My addon creator minions!
The next release of Tales of Maj'Eyal will include support for localization of the texts. And since this change can affect you I wanted to explain a bit what this entails. There are two things to consider: making your addon translatable and providing translations (either for your own addon or for a whole new language for the game itself).
Making your addon translatable
Let's start with the easy stuff: if you do not want to bother with it you have NOTHING to change. Your addon's texts will display in English as before and that's it :)
Now, if you want to support it here's how it works: The game now provides two new methods to handle text, these functions are _t and tformat. They are both extremely easy to use, a little example:
foo = "This text is visible by users" bar("This one is also visible!") test(("And this one is too but with formatting too! %d is a number and %s a string!"):format(7, "Yes I am a string!"))
Would now simply become:
foo = _t"This text is visible by users" bar(_t"This one is also visible!") test(("And this one is too but with formatting too! %d is a number and %s a string!"):tformat(7, _t"Yes I am a string!"))
That's it, if you do that your addon is now localizable!
Now to give some more details of the do & don't of the new system:
- Any string that IS an entity name, achievement name, talent name, effects name, ingredient name, birth descriptor name/display name/cosmetic, a call to a log function (game.log/logSeen/..., npc emotes, ..) and a few other minor things will NOT need to pass through the _t function as the framework will automatically understand those need to be translated.

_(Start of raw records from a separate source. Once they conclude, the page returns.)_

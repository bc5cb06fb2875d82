use super::config::PoolConfig;
use super::record::Record;
use crate::core::{DbError, Result, Value};
use futures::{StreamExt, TryStreamExt};
use sqlx::pool::PoolConnection;
use sqlx::query::Query;
use sqlx::sqlite::{
    Sqlite, SqliteArguments, SqliteConnectOptions, SqliteConnection, SqlitePool,
    SqlitePoolOptions, SqliteRow,
};
use std::ops::{Deref, DerefMut};
use std::str::FromStr;
use tracing::{debug, info, warn};

/// Connection pool
///
/// The single shared resource of the application: every model lookup and
/// every write goes through one of these. Cloning is cheap and clones share
/// the same underlying connections.
#[derive(Clone)]
pub struct ConnectionPool {
    pool: SqlitePool,
    config: PoolConfig,
}

impl ConnectionPool {
    /// Open a pool for the configured database
    pub async fn connect(config: PoolConfig) -> Result<Self> {
        config.validate().map_err(DbError::Config)?;
        info!(url = %config.url, max = config.max_connections, "creating database connection pool");

        let options =
            SqliteConnectOptions::from_str(&config.url)?.create_if_missing(config.create_if_missing);

        let pool = SqlitePoolOptions::new()
            .max_connections(config.max_connections)
            .min_connections(config.min_connections)
            .acquire_timeout(config.acquire_timeout)
            .idle_timeout(config.idle_timeout)
            .max_lifetime(config.max_lifetime)
            .connect_with(options)
            .await?;

        Ok(Self { pool, config })
    }

    /// Open a private in-memory database, mostly useful for tests
    pub async fn in_memory() -> Result<Self> {
        Self::connect(PoolConfig::in_memory()).await
    }

    pub fn config(&self) -> &PoolConfig {
        &self.config
    }

    /// Check a connection out of the pool.
    ///
    /// The connection goes back to the pool when the guard is dropped, on
    /// every exit path.
    pub async fn acquire(&self) -> Result<PoolGuard> {
        let connection = self.pool.acquire().await?;
        Ok(PoolGuard { connection })
    }

    /// Run a row-returning statement and decode every row into a [`Record`].
    ///
    /// With `row_limit` set, reading stops after that many rows.
    pub async fn query(
        &self,
        sql: &str,
        args: &[Value],
        row_limit: Option<usize>,
    ) -> Result<Vec<Record>> {
        info!(sql, args = args.len(), "SQL");
        let mut conn = self.acquire().await?;

        let rows: Vec<SqliteRow> = match row_limit {
            Some(limit) => {
                bind_values(sqlx::query(sql), args)
                    .fetch(&mut *conn)
                    .take(limit)
                    .try_collect::<Vec<_>>()
                    .await?
            }
            None => bind_values(sqlx::query(sql), args).fetch_all(&mut *conn).await?,
        };

        let records = rows
            .iter()
            .map(Record::from_row)
            .collect::<Result<Vec<_>>>()?;
        info!(rows = records.len(), "rows returned");
        Ok(records)
    }

    /// Run a write statement and return the number of affected rows.
    ///
    /// With `auto_commit == false` the statement runs in its own transaction;
    /// a failure rolls it back before the error is returned.
    pub async fn execute(&self, sql: &str, args: &[Value], auto_commit: bool) -> Result<u64> {
        info!(sql, args = args.len(), "SQL");

        if auto_commit {
            let mut conn = self.acquire().await?;
            let done = bind_values(sqlx::query(sql), args)
                .execute(&mut *conn)
                .await?;
            return Ok(done.rows_affected());
        }

        let mut tx = self.pool.begin().await?;
        match bind_values(sqlx::query(sql), args).execute(&mut *tx).await {
            Ok(done) => {
                tx.commit().await?;
                Ok(done.rows_affected())
            }
            Err(err) => {
                if let Err(rollback_err) = tx.rollback().await {
                    warn!(error = %rollback_err, "rollback failed");
                }
                Err(err.into())
            }
        }
    }

    /// Run a batch of schema statements (no arguments), e.g. DDL at startup.
    pub async fn execute_script(&self, sql: &str) -> Result<()> {
        info!(sql, "SQL script");
        let mut conn = self.acquire().await?;
        sqlx::raw_sql(sql).execute(&mut *conn).await?;
        Ok(())
    }

    pub fn stats(&self) -> PoolStats {
        let total = self.pool.size() as usize;
        let idle = self.pool.num_idle();
        PoolStats {
            total_connections: total,
            idle_connections: idle,
            active_connections: total.saturating_sub(idle),
            max_connections: self.config.max_connections as usize,
        }
    }

    pub async fn close(&self) {
        debug!("closing database connection pool");
        self.pool.close().await;
    }
}

fn bind_values<'q>(
    mut query: Query<'q, Sqlite, SqliteArguments<'q>>,
    args: &'q [Value],
) -> Query<'q, Sqlite, SqliteArguments<'q>> {
    for arg in args {
        query = match arg {
            Value::Null => query.bind(Option::<String>::None),
            Value::Integer(i) => query.bind(*i),
            Value::Float(f) => query.bind(*f),
            Value::Text(s) => query.bind(s.as_str()),
            Value::Boolean(b) => query.bind(*b),
        };
    }
    query
}

/// Connection pool statistics
#[derive(Debug, Clone)]
pub struct PoolStats {
    pub total_connections: usize,
    pub idle_connections: usize,
    pub active_connections: usize,
    pub max_connections: usize,
}

impl std::fmt::Display for PoolStats {
    fn fmt(&self, f: &mut std::fmt::Formatter<'_>) -> std::fmt::Result {
        write!(
            f,
            "Pool Stats: {}/{} active, {} idle, max {}",
            self.active_connections,
            self.total_connections,
            self.idle_connections,
            self.max_connections
        )
    }
}

/// RAII guard for pooled connections
///
/// Returns the connection to the pool when dropped
pub struct PoolGuard {
    connection: PoolConnection<Sqlite>,
}

impl Deref for PoolGuard {
    type Target = SqliteConnection;

    fn deref(&self) -> &Self::Target {
        &self.connection
    }
}

impl DerefMut for PoolGuard {
    fn deref_mut(&mut self) -> &mut Self::Target {
        &mut self.connection
    }
}

#[cfg(test)]
mod tests {
    use super::*;

    async fn pool_with_table() -> ConnectionPool {
        let pool = ConnectionPool::in_memory().await.unwrap();
        pool.execute_script("create table `t` (`id` varchar(50) not null, `n` bigint, primary key (`id`))")
            .await
            .unwrap();
        pool
    }

    #[tokio::test]
    async fn test_execute_and_query() {
        let pool = pool_with_table().await;

        let affected = pool
            .execute(
                "insert into `t` (`n`, `id`) values (?, ?)",
                &[Value::Integer(7), Value::from("a")],
                true,
            )
            .await
            .unwrap();
        assert_eq!(affected, 1);

        let rows = pool
            .query("select `id`, `n` from `t`", &[], None)
            .await
            .unwrap();
        assert_eq!(rows.len(), 1);
        assert_eq!(rows[0].get("id"), Some(&Value::from("a")));
        assert_eq!(rows[0].get("n"), Some(&Value::Integer(7)));
    }

    #[tokio::test]
    async fn test_query_row_limit() {
        let pool = pool_with_table().await;
        for id in ["a", "b", "c"] {
            pool.execute(
                "insert into `t` (`n`, `id`) values (?, ?)",
                &[Value::Integer(1), Value::from(id)],
                true,
            )
            .await
            .unwrap();
        }

        let rows = pool
            .query("select `id` from `t`", &[], Some(2))
            .await
            .unwrap();
        assert_eq!(rows.len(), 2);
    }

    #[tokio::test]
    async fn test_failed_transaction_rolls_back() {
        let pool = pool_with_table().await;
        pool.execute(
            "insert into `t` (`n`, `id`) values (?, ?)",
            &[Value::Integer(1), Value::from("dup")],
            false,
        )
        .await
        .unwrap();

        let err = pool
            .execute(
                "insert into `t` (`n`, `id`) values (?, ?)",
                &[Value::Integer(2), Value::from("dup")],
                false,
            )
            .await;
        assert!(matches!(err, Err(DbError::Driver(_))));

        let rows = pool
            .query("select `n` from `t` where `id`=?", &[Value::from("dup")], None)
            .await
            .unwrap();
        assert_eq!(rows.len(), 1);
        assert_eq!(rows[0].get("n"), Some(&Value::Integer(1)));
    }

    #[tokio::test]
    async fn test_pool_stats() {
        let pool = ConnectionPool::in_memory().await.unwrap();
        let stats = pool.stats();
        assert_eq!(stats.max_connections, 1);
        assert!(stats.total_connections <= 1);
    }
}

- Any string that IS NOT an entity name, achievement name, talent name, effects name, ingredient name, birth descriptor name/display name/cosmetic, a call to a log function (game.log/logSeen/..., npc emotes, ..) and a few other minor things will need to be put through _t or :tformat is the user is ever going to see it
- If it is a plain string, simply prefix it with _t; like "Foorbar" becomes _t"Foobar", or [[Whatever this text is super long...]] to _t[[Whatever this text is super long...]]
- If it is a :format() call then simply change it to a :tformat call()
- Only do this for user-facing strings! identifiers, debug print() calls and such should not be translated.
- NEVER do manual concatenation of user-facing strings anymore, so turn code like that:
"There are "..nb.." foes around!"
into
("There are %d foes around!"):tformat(nb)
It is cleaner anyway.
- A few things have change for entities, Objects always had a getName, but now npcs also do, so never call npc.name but instead npc:getName()
- Try to not change strings around just for the sake of it, as it'll require translation of the new slightly different version again
Providing translations for your own addon
That one is very easy, basically you make a new folder named "locales" into your addon's data folder.
Inside of that you place one file per locale you wish to support. Say you want to provide translation into Simplified Chinese, you'd have a file names zh_hans.lua. For French you'd use fr_FR.lua and so on.
Each of those files should look like that:
locale "fr_FR" t("This is a plop!", "Ceci est un plop!") t("A string with %s formating %d code works the same.", "Une chaine avec %s du code de formatage %d marche exactement pareil.") ...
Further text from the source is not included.